Criticizing the Trump administration, he wrote that those conversations left him with “a heavy responsibility” to do what he believes is best for the state and for his party in a high-stakes election year.

“In the past few days, I’ve come to believe that a bruising Senate Democratic primary and runoff would prevent the Democratic Party from going into this critical election unified,” Allred wrote, criticizing the Trump administration, Texas Attorney General Ken Paxton, U.S. Sen. John Cornyn, and U.S. Rep. Wesley Hunt.
“That’s why I’ve made the difficult decision to end my campaign for the U.S. Senate.
“Today, I’m announcing my campaign for Congress to represent the newly drawn Congressional District 33.”
The district is “the community where I grew up attending public schools and watching my mom struggle to pay for our groceries,” he said, adding it’s where veterans use the Garland VA hospital he helped create, and where he said he has already secured “over $135 million in federal resources for affordable housing, public transportation and healthcare.”

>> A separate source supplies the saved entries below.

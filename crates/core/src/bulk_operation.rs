//! Bulk inventory operation types, validation and pure computation.
//!
//! Describes what a bulk operation does ([`OperationDescriptor`]), what the
//! user asked for ([`OperationRequest`]), how each selected record is
//! mutated ([`compute_mutation`]) and how per-record outcomes aggregate into
//! a [`BatchResult`]. Nothing here touches a store; the async engine that
//! applies mutations lives in `stockpile-engine`.

use rust_decimal::Decimal;
use serde::{Deserialize, Serialize};

use crate::inventory::{InventoryItem, ItemStatus, RecordPatch};
use crate::money::{decimal_from_f64, round_money};
use crate::types::RecordId;

// ---------------------------------------------------------------------------
// Constants
// ---------------------------------------------------------------------------

/// Maximum number of records per bulk operation.
pub const MAX_BATCH_SIZE: usize = 1000;

/// Smallest percentage change accepted (a full discount).
pub const MIN_PERCENTAGE_CHANGE: f64 = -100.0;

pub const OP_PRICE_UPDATE: &str = "price_update";
pub const OP_CATEGORY_CHANGE: &str = "category_change";
pub const OP_LOCATION_TRANSFER: &str = "location_transfer";
pub const OP_STATUS_CHANGE: &str = "status_change";
pub const OP_DELETE: &str = "delete";
pub const OP_ARCHIVE: &str = "archive";


// ---------------------------------------------------------------------------
// Errors
// ---------------------------------------------------------------------------

/// Reasons a bulk operation request is rejected before any record is touched.
#[derive(Debug, Clone, PartialEq, thiserror::Error)]
pub enum ValidationError {
    #[error("A reason is required for bulk operations")]
    MissingReason,

    #[error("Deleting records requires explicit confirmation")]
    MissingConfirmation,

    #[error("At least one record must be selected")]
    EmptySelection,

    #[error("Batch size {count} exceeds maximum of {max}")]
    BatchTooLarge { count: usize, max: usize },

    #[error("Invalid numeric input: {0}")]
    InvalidNumericInput(String),

    #[error("Invalid target: {0}")]
    InvalidTarget(String),
}

// ---------------------------------------------------------------------------
// Selection
// ---------------------------------------------------------------------------

/// A record picked in the view, with the display fields the engine needs.
#[derive(Debug, Clone, PartialEq, Serialize, Deserialize)]
pub struct SelectedRecord {
    pub id: RecordId,
    pub name: String,
    pub quantity: i64,
    pub unit_value: Decimal,
    #[serde(default)]
    pub category_id: Option<String>,
}

impl From<&InventoryItem> for SelectedRecord {
    fn from(item: &InventoryItem) -> Self {
        Self {
            id: item.id.clone(),
            name: item.name.clone(),
            quantity: item.quantity,
            unit_value: item.unit_price,
            category_id: item.category_id.clone(),
        }
    }
}

// ---------------------------------------------------------------------------
// Descriptor
// ---------------------------------------------------------------------------

/// How a price update interprets its value.
#[derive(Debug, Clone, Copy, PartialEq, Eq, Serialize, Deserialize)]
#[serde(rename_all = "snake_case")]
pub enum PriceMode {
    /// Set every price to the given amount.
    Fixed,
    /// Scale every price by the given percentage (negative is a discount).
    Percentage,
}

/// Which of the selected records a price update applies to.
#[derive(Debug, Clone, Default, PartialEq, Eq, Serialize, Deserialize)]
#[serde(tag = "kind", rename_all = "snake_case")]
pub enum PriceScope {
    #[default]
    All,
    Category { category_id: String },
}

impl PriceScope {
    /// Whether a record in `category_id` falls inside this scope.
    pub fn includes(&self, category_id: Option<&str>) -> bool {
        match self {
            Self::All => true,
            Self::Category { category_id: scoped } => category_id == Some(scoped.as_str()),
        }
    }
}

/// The mutation a bulk operation applies. Exactly one variant per request.
#[derive(Debug, Clone, PartialEq, Serialize, Deserialize)]
#[serde(tag = "type", rename_all = "snake_case")]
pub enum OperationDescriptor {
    PriceUpdate {
        mode: PriceMode,
        value: f64,
        #[serde(default)]
        scope: PriceScope,
    },
    CategoryChange {
        new_category_id: String,
    },
    LocationTransfer {
        new_location_id: String,
    },
    StatusChange {
        new_status: ItemStatus,
    },
    Delete,
    Archive,
}

impl OperationDescriptor {
    /// Stable kind string, used in logs and event names.
    pub fn kind(&self) -> &'static str {
        match self {
            Self::PriceUpdate { .. } => OP_PRICE_UPDATE,
            Self::CategoryChange { .. } => OP_CATEGORY_CHANGE,
            Self::LocationTransfer { .. } => OP_LOCATION_TRANSFER,
            Self::StatusChange { .. } => OP_STATUS_CHANGE,
            Self::Delete => OP_DELETE,
            Self::Archive => OP_ARCHIVE,
        }
    }

    /// Only deletion is irreversible and needs the user's explicit confirmation.
    pub fn requires_confirmation(&self) -> bool {
        matches!(self, Self::Delete)
    }
}

// ---------------------------------------------------------------------------
// Request
// ---------------------------------------------------------------------------

/// One user-initiated bulk action.
#[derive(Debug, Clone, PartialEq, Serialize, Deserialize)]
pub struct OperationRequest {
    pub selected_records: Vec<SelectedRecord>,
    pub descriptor: OperationDescriptor,
    pub reason: String,
    #[serde(default)]
    pub confirmed: bool,
}

// ---------------------------------------------------------------------------
// Validation functions
// ---------------------------------------------------------------------------

/// Validate a request against every precondition of a bulk operation.
///
/// Checks run in a fixed order: confirmation, selection, batch size,
/// reason, then descriptor parameters. The first failure is returned.
pub fn validate_request(
    request: &OperationRequest,
    max_batch_size: usize,
) -> Result<(), ValidationError> {
    if request.descriptor.requires_confirmation() && !request.confirmed {
        return Err(ValidationError::MissingConfirmation);
    }
    validate_selection_size(request.selected_records.len(), max_batch_size)?;
    validate_reason(&request.reason)?;
    validate_descriptor(&request.descriptor)
}

/// Validate that the selection is non-empty and within `max_batch_size`.
pub fn validate_selection_size(count: usize, max_batch_size: usize) -> Result<(), ValidationError> {
    if count == 0 {
        return Err(ValidationError::EmptySelection);
    }
    if count > max_batch_size {
        return Err(ValidationError::BatchTooLarge {
            count,
            max: max_batch_size,
        });
    }
    Ok(())
}

/// Validate that a reason was given. Whitespace alone does not count.
pub fn validate_reason(reason: &str) -> Result<(), ValidationError> {
    if reason.trim().is_empty() {
        return Err(ValidationError::MissingReason);
    }
    Ok(())
}

/// Validate the parameters carried by a descriptor.
pub fn validate_descriptor(descriptor: &OperationDescriptor) -> Result<(), ValidationError> {
    match descriptor {
        OperationDescriptor::PriceUpdate { mode, value, scope } => {
            validate_price_value(*mode, *value)?;
            if let PriceScope::Category { category_id } = scope {
                require_target(category_id, "scope category id")?;
            }
            Ok(())
        }
        OperationDescriptor::CategoryChange { new_category_id } => {
            require_target(new_category_id, "new category id")
        }
        OperationDescriptor::LocationTransfer { new_location_id } => {
            require_target(new_location_id, "new location id")
        }
        OperationDescriptor::StatusChange { .. }
        | OperationDescriptor::Delete
        | OperationDescriptor::Archive => Ok(()),
    }
}

/// Validate a price-update value for the given mode.
pub fn validate_price_value(mode: PriceMode, value: f64) -> Result<(), ValidationError> {
    price_value_decimal(mode, value).map(|_| ())
}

“It is my home,” Allred wrote, noting that he and his wife, Aly, are now raising their two sons there.
In an interview on Monday with CNN’s Dana Bash after he made his decision, Allred said he had been weighing the decision “for some time” and felt both moved by the support he received and obligated to “do what I think is best for the state and for the party.”
He said that a contested Democratic Senate primary followed by a likely runoff “was not in the best interest of the state or the party” and that he still believes he has “a lot to give” by returning to the House.
Allred confirmed that Crockett’s possible candidacy had factored into his choice. When asked whether her open consideration of a Senate run had been part of his decision, he replied, “Yeah, of course,” while calling Crockett “a friend of mine” whom he has known since before either served in elected office.
He said his concern was that “with, you know, three strong candidates running, we would certainly have a runoff,” which he said won’t serve the Texans who had “opened themselves up” to him on the trail.
Allred further said Democrats must reconnect with working people, warning that the party is “being seen as too elitist and too disconnected.”
Allred did not endorse a candidate in the Senate primary and said he is focused on the 33rd District race, though he reiterated his friendship with Crockett and the need for Democrats to go into November “with a unified party, ready to take on Cornyn, Paxton, Hunt, whichever.”
Allred’s move comes a year after he lost a high-profile race to Republican U.S. Sen. Ted Cruz. That 2024 contest was Democrats’ second attempt in recent years to unseat Cruz in a state they have long hoped to make more competitive. Cruz defeated Allred by 8.5 percent, preserving Republicans’ grip on the seat and dealing a blow to Democrats’ hopes of flipping Texas statewide.
The House race Allred is joining will unfold under new congressional lines that were upheld by the U.S. Supreme Court this past week. The map, drafted by the Republican-controlled state Legislature and left in place by the high court, is expected to increase Republican representation in the state’s U.S. House delegation.
The Associated Press contributed to this report.